A wake-up call for privacy compliance
May 26 2023
privacy compliance

The Irish Data Protection Commission (DPC) has fined Meta Platforms Ireland Limited (Meta IE), the company behind Facebook, a significant amount of 1.2 billion euros for unlawfully processing users’ personal data. The DPC found that Meta IE violated European General Data Protection Regulation (GDPR) standards by consistently transferring personal data to the United States using standard contractual clauses. This penalty serves as a strong warning to other organizations about the consequences of breaching GDPR regulations.
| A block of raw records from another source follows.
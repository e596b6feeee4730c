//! Shared helpers for the daemon integration tests.
//!
//! Tests CAN use `.unwrap()` and `.expect()`.

#![allow(dead_code)]

use std::sync::{Arc, Mutex};
use std::time::Duration;

use sysstat_core::{SensorContainer, SensorInfo, SensorObject, SensorProperty, SensorValue, Unit, ValueType};
use sysstat_protocol::DaemonMessage;
use sysstatd::provider::{ProviderContext, ProviderError, SensorProvider};
use tokio::sync::mpsc;
use tokio::time::timeout;

/// Upper bound on waiting for any single message.
pub const RECV_TIMEOUT: Duration = Duration::from_secs(2);

/// One thing the scripted provider does on its next update.
#[derive(Debug, Clone)]
pub enum Action {
    Set(String, SensorValue),
    SetMax(String, f64),
    AddObject(String, SensorObject),
    RemoveObject(String, String),
    Defer(Vec<(String, SensorValue)>),
    DeferFailure(String),
    Fail(String),
}

/// Handle for queueing actions from the test body.
#[derive(Clone, Default)]
pub struct Script {
    pending: Arc<Mutex<Vec<Action>>>,
    updates: Arc<Mutex<u64>>,
}

impl Script {
    pub fn push(&self, action: Action) {
        self.pending.lock().unwrap().push(action);
    }

    pub fn set(&self, path: &str, value: impl Into<SensorValue>) {
        self.push(Action::Set(path.to_string(), value.into()));
    }

    pub fn update_count(&self) -> u64 {
        *self.updates.lock().unwrap()
    }
}

/// Provider names in the order their `update()` ran, shared across providers.
pub type CallLog = Arc<Mutex<Vec<String>>>;

/// Provider driven entirely by its [`Script`].
pub struct ScriptedProvider {
    name: String,
    containers: Vec<SensorContainer>,
    script: Script,
    calls: Option<CallLog>,
}

impl ScriptedProvider {
    pub fn new(name: &str, containers: Vec<SensorContainer>) -> (Self, Script) {
        let script = Script::default();
        let provider = Self {
            name: name.to_string(),
            containers,
            script: script.clone(),
            calls: None,
        };
        (provider, script)
    }

    /// Appends this provider's name to `log` on every update.
    pub fn with_call_log(mut self, log: &CallLog) -> Self {
        self.calls = Some(Arc::clone(log));
        self
    }
}

impl SensorProvider for ScriptedProvider {
    fn name(&self) -> &str {
        &self.name
    }

    fn containers(&mut self) -> Vec<SensorContainer> {
        std::mem::take(&mut self.containers)
    }

    fn update(&mut self, ctx: &mut ProviderContext<'_>) -> Result<(), ProviderError> {
        *self.script.updates.lock().unwrap() += 1;
        if let Some(calls) = &self.calls {
            calls.lock().unwrap().push(self.name.clone());
        }
        let actions = std::mem::take(&mut *self.script.pending.lock().unwrap());

        for action in actions {
            match action {
                Action::Set(path, value) => {
                    ctx.set_value(&path, value)?;
                }
                Action::SetMax(path, max) => {
                    ctx.set_max(&path, max)?;
                }
                Action::AddObject(container, object) => ctx.add_object(&container, object)?,
                Action::RemoveObject(container, object) => ctx.remove_object(&container, &object)?,
                Action::Defer(values) => {
                    ctx.defer(async move { Ok(values) });
                }
                Action::DeferFailure(reason) => {
                    ctx.defer(async move { Err(ProviderError::Deferred(reason)) });
                }
                Action::Fail(reason) => return Err(ProviderError::Failed(reason)),
            }
        }

        Ok(())
    }
}

pub fn usage_property() -> SensorProperty {
    SensorProperty::new(
        "usage",
        SensorInfo::new("Usage")
            .with_unit(Unit::Percent)
            .with_value_type(ValueType::Double),
    )
}

/// `cpu` container with `all/usage` at 0.0 and `cpu0/usage`, `cpu1/usage`.
pub fn cpu_container() -> SensorContainer {
    SensorContainer::new("cpu", "CPUs")
        .with_object(SensorObject::new("all", "All").with_property(usage_property().with_value(0.0)))
        .with_object(SensorObject::new("cpu0", "CPU 1").with_property(usage_property()))
        .with_object(SensorObject::new("cpu1", "CPU 2").with_property(usage_property()))
}

/// Receives the next message or fails after [`RECV_TIMEOUT`].
pub async fn recv(rx: &mut mpsc::UnboundedReceiver<DaemonMessage>) -> DaemonMessage {
    timeout(RECV_TIMEOUT, rx.recv())
        .await
        .expect("timed out waiting for message")
        .expect("sink closed")
}

/// Drains everything already queued.
pub fn drain(rx: &mut mpsc::UnboundedReceiver<DaemonMessage>) -> Vec<DaemonMessage> {
    let mut messages = Vec::new();
    while let Ok(message) = rx.try_recv() {
        messages.push(message);
    }
    messages
}
//! The sensor tree: containers, objects and properties addressed by path.
//!
//! All mutation goes through [`SensorTree`] so that derived values stay in
//! sync and every change is queued as a [`TreeEvent`] before the mutating
//! call returns.
//!
//! Change detection uses strict inequality for every property kind: setting
//! a value equal to the current one, or recomputing an aggregate to the same
//! result, queues nothing.

use std::collections::BTreeMap;

use tracing::debug;

use crate::client::ClientId;
use crate::container::{SensorContainer, SensorObject};
use crate::error::{TreeError, TreeResult};
use crate::event::TreeEvent;
use crate::info::{SensorInfo, SensorInfoMap};
use crate::path::{object_path, property_path, SensorPath};
use crate::property::{AggregateSpec, PropertyKind, SensorProperty};
use crate::value::{SensorData, SensorValue};

/// Containers saved by [`SensorTree::checkpoint`].
#[derive(Debug)]
pub struct TreeCheckpoint {
    containers: Vec<SensorContainer>,
    events: usize,
}

/// In-memory registry of every sensor.
#[derive(Debug, Default)]
pub struct SensorTree {
    containers: BTreeMap<String, SensorContainer>,
    events: Vec<TreeEvent>,
}
//! sysstat Daemon - Sensor registry and subscription server
//!
//! This binary runs the metrics daemon: it polls the built-in providers on a
//! fixed tick and serves discovery queries and subscriptions over a Unix
//! socket.
//!
//! # Usage
//!
//! ```bash
//! # Start the daemon (foreground)
//! sysstatd start
//!
//! # Start in the background, replacing a running instance
//! sysstatd start -d --replace
//!
//! # Exit once the last subscribed client disconnects
//! sysstatd start --quit-on-last-client
//!
//! # Stop the daemon
//! sysstatd stop
//!
//! # Check daemon status
//! sysstatd status
//! ```

use std::fs::{self, File};
use std::path::{Path, PathBuf};
use std::process;
use std::time::Duration;

use anyhow::{bail, Context, Result};
use clap::{Parser, Subcommand};
use tokio_util::sync::CancellationToken;
use tracing::{error, info, warn};
use tracing_subscriber::EnvFilter;

use sysstat_client::SensorClient;
use sysstatd::config::DaemonConfig;
use sysstatd::daemon::{spawn_daemon, DaemonOptions};
use sysstatd::providers::builtin_providers;
use sysstatd::server::DaemonServer;

/// sysstat daemon - system metrics aggregation
#[derive(Parser, Debug)]
#[command(name = "sysstatd", version, about)]
struct Args {
    #[command(subcommand)]
    command: Option<Command>,

    /// Config file (default: <config dir>/sysstat/sysstatd.toml)
    #[arg(long, global = true)]
    config: Option<PathBuf>,
}

#[derive(Subcommand, Debug)]
enum Command {
    /// Start the daemon
    Start(StartArgs),
    /// Stop the running daemon
    Stop,
    /// Show daemon status
    Status,
}

#[derive(clap::Args, Debug, Default)]
struct StartArgs {
    /// Run as a background daemon (fork to background)
    #[arg(short = 'd', long)]
    daemon: bool,

    /// Stop a running instance and take over
    #[arg(long)]
    replace: bool,

    /// Exit when the last subscribed client disconnects
    #[arg(long)]
    quit_on_last_client: bool,

    /// Poll period in milliseconds (overrides the config file)
    #[arg(long, value_name = "MS")]
    interval_ms: Option<u64>,
}

fn state_dir() -> PathBuf {
    dirs::state_dir()
        .unwrap_or_else(|| PathBuf::from("/tmp"))
        .join("sysstat")
}

/// The daemon's PID file under the state directory.
struct PidFile {
    path: PathBuf,
}

impl PidFile {
    fn new() -> Self {
        Self {
            path: state_dir().join("sysstatd.pid"),
        }
    }

    /// PID of a live daemon. A file naming a dead process is removed.
    fn running(&self) -> Option<u32> {
        let pid: u32 = fs::read_to_string(&self.path).ok()?.trim().parse().ok()?;
        if process_alive(pid) {
            Some(pid)
        } else {
            self.remove();
            None
        }
    }

    fn write(&self) -> Result<()> {
        if let Some(parent) = self.path.parent() {
            fs::create_dir_all(parent).context("Failed to create state directory")?;
        }
        fs::write(&self.path, process::id().to_string())
            .with_context(|| format!("Failed to write {}", self.path.display()))
    }

    fn remove(&self) {
        let _ = fs::remove_file(&self.path);
    }
}

fn process_alive(pid: u32) -> bool {
    Path::new("/proc").join(pid.to_string()).exists()
}

/// Sends SIGTERM and waits up to five seconds for the process to exit.
fn terminate(pid: u32) -> Result<()> {
    let raw = i32::try_from(pid).context("PID out of range")?;
    if unsafe { libc::kill(raw, libc::SIGTERM) } != 0 {
        bail!("Failed to send SIGTERM to process {pid}");
    }

    for _ in 0..50 {
        if !process_alive(pid) {
            return Ok(());
        }
        std::thread::sleep(Duration::from_millis(100));
    }
    bail!("Daemon (PID {pid}) did not stop within 5 seconds")
}

fn load_config(path: Option<&Path>) -> Result<DaemonConfig> {
    let mut config = DaemonConfig::load_or_default(path).context("Failed to load config")?;
    config.apply_env();
    Ok(config)
}

fn main() -> Result<()> {
    let args = Args::parse();
    let command = args.command.unwrap_or(Command::Start(StartArgs::default()));
    let mut config = load_config(args.config.as_deref())?;
    let pid_file = PidFile::new();

    match command {
        Command::Start(start) => {
            if let Some(pid) = pid_file.running() {
                if !start.replace {
                    eprintln!("Daemon is already running (PID {pid})");
                    eprintln!("Use 'sysstatd stop' or 'sysstatd start --replace'.");
                    process::exit(1);
                }
                println!("Replacing running daemon (PID {pid})...");
                terminate(pid)?;
            }

            if let Some(ms) = start.interval_ms {
                config.poll_interval_ms = ms;
            }
            config.quit_on_last_client |= start.quit_on_last_client;
            config.validate().context("Invalid options")?;

            if start.daemon {
                daemonize()?;
            }

            pid_file.write()?;
            let result = run_daemon(config);
            pid_file.remove();
            result
        }
        Command::Stop => match pid_file.running() {
            Some(pid) => {
                println!("Stopping daemon (PID {pid})...");
                terminate(pid)?;
                println!("Daemon stopped.");
                Ok(())
            }
            None => {
                println!("Daemon is not running.");
                Ok(())
            }
        },
        Command::Status => {
            let Some(pid) = pid_file.running() else {
                println!("Daemon is not running.");
                process::exit(1);
            };

            println!("Daemon is running (PID {pid})");
            println!("Socket: {}", config.socket_path.display());
            match count_sensors(&config.socket_path) {
                Ok(count) => println!("Sensors: {count}"),
                Err(e) => println!("Socket not answering: {e}"),
            }
            Ok(())
        }
    }
}

fn daemonize() -> Result<()> {
    use daemonize::Daemonize;

    let log_path = state_dir().join("sysstatd.log");

    if let Some(parent) = log_path.parent() {
        fs::create_dir_all(parent).context("Failed to create log directory")?;
    }

    let stdout = File::create(&log_path).context("Failed to create log file for stdout")?;
    let stderr = stdout.try_clone().context("Failed to open log file for stderr")?;

    Daemonize::new()
        .working_directory("/")
        .stdout(stdout)
        .stderr(stderr)
        .start()
        .context("Failed to daemonize")?;

    Ok(())
}

#[tokio::main]
async fn count_sensors(socket_path: &Path) -> Result<usize> {
    let mut client = SensorClient::connect_to(socket_path).await?;
    let count = client.all_sensors().await?.len();
    client.disconnect().await?;
    Ok(count)
}

#[tokio::main]
async fn run_daemon(config: DaemonConfig) -> Result<()> {
    tracing_subscriber::fmt()
        .with_env_filter(
            EnvFilter::from_default_env()
                .add_directive("sysstatd=info".parse()?)
                .add_directive("sysstat_core=info".parse()?)
                .add_directive("sysstat_protocol=info".parse()?),
        )
        .init();

    info!(
        version = env!("CARGO_PKG_VERSION"),
        pid = process::id(),
        poll_interval_ms = config.poll_interval_ms,
        "sysstat daemon starting"
    );

    let cancel_token = CancellationToken::new();

    let shutdown_token = cancel_token.clone();
    tokio::spawn(async move {
        if let Err(e) = wait_for_shutdown_signal().await {
            error!(error = %e, "Error waiting for shutdown signal");
        }
        info!("Shutdown signal received");
        shutdown_token.cancel();
    });

    let options = DaemonOptions {
        poll_interval: Some(config.poll_interval()),
        quit_on_last_client: config.quit_on_last_client,
    };
    let daemon = spawn_daemon(options, cancel_token.clone());

    for provider in builtin_providers(&config.providers) {
        let name = provider.name().to_string();
        match daemon.register_provider(provider).await {
            Ok(containers) => info!(provider = %name, containers, "Provider started"),
            Err(e) => warn!(provider = %name, error = %e, "Provider not registered"),
        }
    }

    let server = DaemonServer::new(&config.socket_path, daemon, cancel_token);

    info!(socket = %config.socket_path.display(), "Starting server");

    if let Err(e) = server.run().await {
        error!(error = %e, "Server error");
        return Err(e.into());
    }

    info!("sysstat daemon stopped");
    Ok(())
}

async fn wait_for_shutdown_signal() -> Result<()> {
    #[cfg(unix)]
    {
        use tokio::signal::unix::{signal, SignalKind};

        let mut sigterm = signal(SignalKind::terminate())?;
        let mut sigint = signal(SignalKind::interrupt())?;

        tokio::select! {
            _ = sigterm.recv() => {
                info!("Received SIGTERM");
            }
            _ = sigint.recv() => {
                info!("Received SIGINT");
            }
        }
    }

    #[cfg(not(unix))]
    {
        tokio::signal::ctrl_c().await?;
        info!("Received Ctrl+C");
    }

    Ok(())
}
The president of the European Data Protection Board (EDPB), Andrea Jelinek, emphasized the seriousness of Meta IE’s infringement, given the large volumes of personal data involved. The DPC’s decision includes instructions from the European Data Protection Supervisor (CEPD), stating that the penalty should range between 20% and 100% of the maximum legal limit. Meta IE has been ordered to halt the unlawful processing of European users’ personal data, including storage in the U.S., within six months to achieve GDPR compliance.

This case highlights the significance of adhering to privacy regulations, regardless of an organization’s size. The outcome will have implications for data protection enforcement and emphasizes the importance of respecting users’ personal data in today’s digital landscape.